== Description of the task ==
For every line in the data below that contains "RecordDoc", copy the line.

Entries taken from a collection
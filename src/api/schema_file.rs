//! Purpose: Load record descriptors from a hand-authored JSON schema document.
//! Exports: `Schema`, `describe_descriptor`.
//! Role: Descriptor source for tools with no Rust type (CLI, tests, external generators).
//! Invariants: Record references resolve to one shared `Arc` per record type.
//! Invariants: `describe()` output is itself a loadable schema document.
//! Invariants: Types may refer to themselves through record and array fields;
//! only a cycle made entirely of embedded fields is rejected.
//! Notes: Links inside a reference cycle are weak. Keep the `Schema` alive while
//! using descriptors from a cyclic part of it.

use std::collections::{HashMap, HashSet};
use std::sync::Arc;

use serde::Deserialize;
use serde_json::{Map, Value, json};

use crate::core::error::{Error, ErrorKind};
use crate::core::schema::{EnumSpec, FieldKind, IntWidth, NestedType, RecordDescriptor};
use crate::json::parse;

#[derive(Debug, Deserialize)]
#[serde(deny_unknown_fields)]
struct SchemaDoc {
    records: Vec<RecordDoc>,
}

#[derive(Debug, Deserialize)]
#[serde(deny_unknown_fields)]
struct RecordDoc {
    name: String,
    fields: Vec<FieldDoc>,
}

#[derive(Debug, Deserialize)]
struct FieldDoc {
    name: String,
    #[serde(flatten)]
    kind: KindDoc,
}

#[derive(Debug, Deserialize)]
#[serde(tag = "kind", rename_all = "snake_case")]
enum KindDoc {
    Integer {
        #[serde(default)]
        width: Option<String>,
    },
    Enum {
        #[serde(default)]
        width: Option<String>,
        #[serde(default)]
        members: Map<String, Value>,
    },
    FixedString {
        capacity: usize,
    },
    OwnedString,
    Record {
        #[serde(rename = "type")]
        type_name: String,
    },
    Embedded {
        #[serde(rename = "type")]
        type_name: String,
    },
    Array {
        #[serde(rename = "type")]
        type_name: String,
    },
}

== Task result ==
    records: Vec<RecordDoc>,
struct RecordDoc {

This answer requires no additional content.